Nevada Bureau of Mines and Geology Map 146. 2003. Geology of the Fraser Flat Quadrangle and the west half of the Moses Rock Quadrangle, Washoe County, Nevada. Larry J. Garside, Stephen B. Castor, Craig M. dePolo, and David A. Davis, with a section on aeromagnetic lineament analysis, Warm Springs Valley, by Michael C. Widmer.

Notes:

  1. The information in this release has been compiled and reviewed by Mr. Patrick Cheetham (MIMMM, MAusIMM) who is a qualified person for the purposes of the AIM Note for Mining and Oil & Gas Companies. Mr. Cheetham is a Member of the Institute of Materials, Minerals & Mining and also a member of the Australasian Institute of Mining & Metallurgy.
  2. Three of the nine claims subject to the lease agreement are known to be subject to a third party underlying 4% gross proceeds royalty.

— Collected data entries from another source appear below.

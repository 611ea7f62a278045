use glam::vec2;
use glam::Vec2;
use serde::{Deserialize, Serialize};

use crate::draw::{Canvas, DrawPrimitive, Viewport};
use crate::error::{Error, Result};
use crate::shape::{Shape, ShapeKind};
use crate::NOMINAL_FPS;

/// A per-tick displacement.
pub type Vector = Vec2;

pub const DEFAULT_RADIUS: f32 = 5.0;
pub const DEFAULT_SIZE: f32 = 10.0;
pub const DEFAULT_FILL: u32 = 0xffffff;
pub const DEFAULT_POINTS: u32 = 5;
pub const DEFAULT_INNER_RATIO: f32 = 0.5;

/// How to build a particle. Anything left as `None` falls back to its default.
#[derive(Debug, Clone, Default, PartialEq, Serialize, Deserialize)]
pub struct ParticleOptions {
    pub position: Option<Vec2>,
    pub radius: Option<f32>,
    pub width: Option<f32>,
    pub height: Option<f32>,
    pub fill: Option<u32>,
    /// Opacity until the first update, after which it follows the remaining life.
    pub alpha: Option<f32>,
    /// Life span in frames. Rounded down to a whole frame count.
    pub life: Option<f32>,
    pub points: Option<u32>,
    /// Star inner radius as a fraction of `radius`.
    pub inner_ratio: Option<f32>,
    /// Rotation per frame, in radians.
    pub spin: Option<f32>,
    #[serde(default)]
    pub mirror_x: bool,
    #[serde(default)]
    pub mirror_y: bool,
}

impl ParticleOptions {
    /// Builds the shape of the given kind from these options.
    pub fn shape(&self, kind: ShapeKind) -> Result<Shape> {
        let radius = self.radius.unwrap_or(DEFAULT_RADIUS);
        let shape = match kind {
            ShapeKind::Disc => Shape::Disc { radius },
            ShapeKind::Box => Shape::Box {
                width: self.width.unwrap_or(DEFAULT_SIZE),
                height: self.height.unwrap_or(DEFAULT_SIZE),
            },
            ShapeKind::Star => {
                let ratio = self.inner_ratio.unwrap_or(DEFAULT_INNER_RATIO);
                if !(0.0..=1.0).contains(&ratio) {
                    return Err(Error::invalid(format!(
                        "inner radius ratio must be within [0, 1], got {}",
                        ratio
                    )));
                }
                Shape::Star {
                    points: self.points.unwrap_or(DEFAULT_POINTS),
                    radius,
                    inner_radius: radius * ratio,
                }
            }
        };
        shape.validate()?;
        Ok(shape)
    }
}

fn finite(name: &str, value: f32) -> Result<f32> {
    if value.is_finite() {
        Ok(value)
    } else {
        Err(Error::invalid(format!("{} must be finite, got {}", name, value)))
    }
}

/// Life can only ever count down, so anything but a finite, non-negative delta is treated as 0.
pub fn sanitize_delta(delta: f32) -> f32 {
    if delta.is_finite() && delta > 0.0 {
        delta
    } else {
        0.0
    }
}

#[derive(Debug, Clone, PartialEq)]
pub struct Particle {
    pub position: Vec2,
    pub velocity: Vector,
    pub shape: Shape,
    pub fill: u32,
    pub rotation: f32,
    pub spin: f32,

    life: f32,
    max_life: f32,
    /// `±1` per axis.
    mirror: Vec2,

    /// Opacity until the first update.
    initial_alpha: f32,
    updated: bool,
}

impl Particle {
    /// Creates a stationary particle with a full life.
    pub fn new(options: &ParticleOptions, kind: ShapeKind) -> Result<Self> {
        let shape = options.shape(kind)?;

        let position = options.position.unwrap_or(Vec2::ZERO);
        if !position.is_finite() {
            return Err(Error::invalid("position must be finite"));
        }

        let max_life = finite("life", options.life.unwrap_or(NOMINAL_FPS))?.floor();
        if max_life <= 0.0 {
            return Err(Error::invalid(format!(
                "life must be at least one frame, got {}",
                max_life
            )));
        }

        let alpha = finite("alpha", options.alpha.unwrap_or(1.0))?;
        let spin = finite("spin", options.spin.unwrap_or(0.0))?;

        let mirror = vec2(
            if options.mirror_x { -1.0 } else { 1.0 },
            if options.mirror_y { -1.0 } else { 1.0 },
        );

        Ok(Self {
            position,
            velocity: Vec2::ZERO,
            shape,
            fill: options.fill.unwrap_or(DEFAULT_FILL),
            rotation: 0.0,
            spin,

            life: max_life,
            max_life,
            mirror,

            initial_alpha: alpha,
            updated: false,
        })
    }

    pub fn life(&self) -> f32 {
        self.life
    }

    pub fn max_life(&self) -> f32 {
        self.max_life
    }

    /// Once updated, this is always the life ratio, the same one [`Particle::scale`] uses.
    pub fn alpha(&self) -> f32 {
        if self.updated {
            self.life_ratio()
        } else {
            self.initial_alpha
        }
    }

    pub fn scale(&self) -> Vec2 {
        self.mirror * self.life_ratio()
    }

    /// The remaining fraction of this particle's life.
    pub fn life_ratio(&self) -> f32 {
        self.life / self.max_life
    }

    pub fn is_expired(&self) -> bool {
        self.life < 0.0
    }

    /// Advances the particle by one tick, returning whether it has now expired.
    ///
    /// Velocity is a per-tick displacement, so only the life countdown (and spin) is scaled by `delta`.
    /// A negative or non-finite `delta` counts as no time passing.
    pub fn update(&mut self, delta: f32) -> bool {
        let delta = sanitize_delta(delta);

        self.position += self.velocity;
        self.life -= delta;
        self.rotation += self.spin * delta;
        self.updated = true;

        self.is_expired()
    }

    /// The primitive this particle would currently be drawn as.
    pub fn primitive(&self) -> DrawPrimitive {
        DrawPrimitive {
            shape: self.shape,
            position: self.position,
            scale: self.scale(),
            rotation: self.rotation,
            fill: self.fill,
            alpha: self.alpha(),
        }
    }

    /// Draws the particle onto `canvas`, unless it's expired or outside `cull`.
    ///
    /// Returns whether anything was drawn.
    pub fn render<C: Canvas + ?Sized>(&self, canvas: &mut C, cull: Option<Viewport>) -> bool {
        if self.is_expired() {
            return false;
        }
        if let Some(view) = cull {
            if !view.contains(self.position) {
                return false;
            }
        }

        canvas.draw(&self.primitive());
        true
    }
}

Market Abuse Regulation (MAR) Disclosure

Certain information contained in this announcement would have been deemed inside information for the purposes of Article 7 of Regulation (EU) No 596/2014 until the release of this announcement.

Notes to Editors

Tertiary Minerals plc (ticker symbol ‘TYM’) is an AIM-traded mineral exploration and development company building a multi-commodity project portfolio.

CAUTIONARY NOTICE

The news release may contain certain statements and expressions of belief, expectation or opinion which are forward looking statements, and which relate, inter alia, to the Company’s proposed strategy, plans and objectives or to the expectations or intentions of the Company’s directors. Such forward-looking statements involve known and unknown risks, uncertainties and other important factors beyond the control of the Company that could cause the actual performance or achievements of the Company to be materially different from such forward-looking statements. Accordingly, you should not rely on any forward-looking statements and save as required by the AIM Rules for Companies or by law, the Company does not accept any obligation to disseminate any updates or revisions to such forward-looking statements.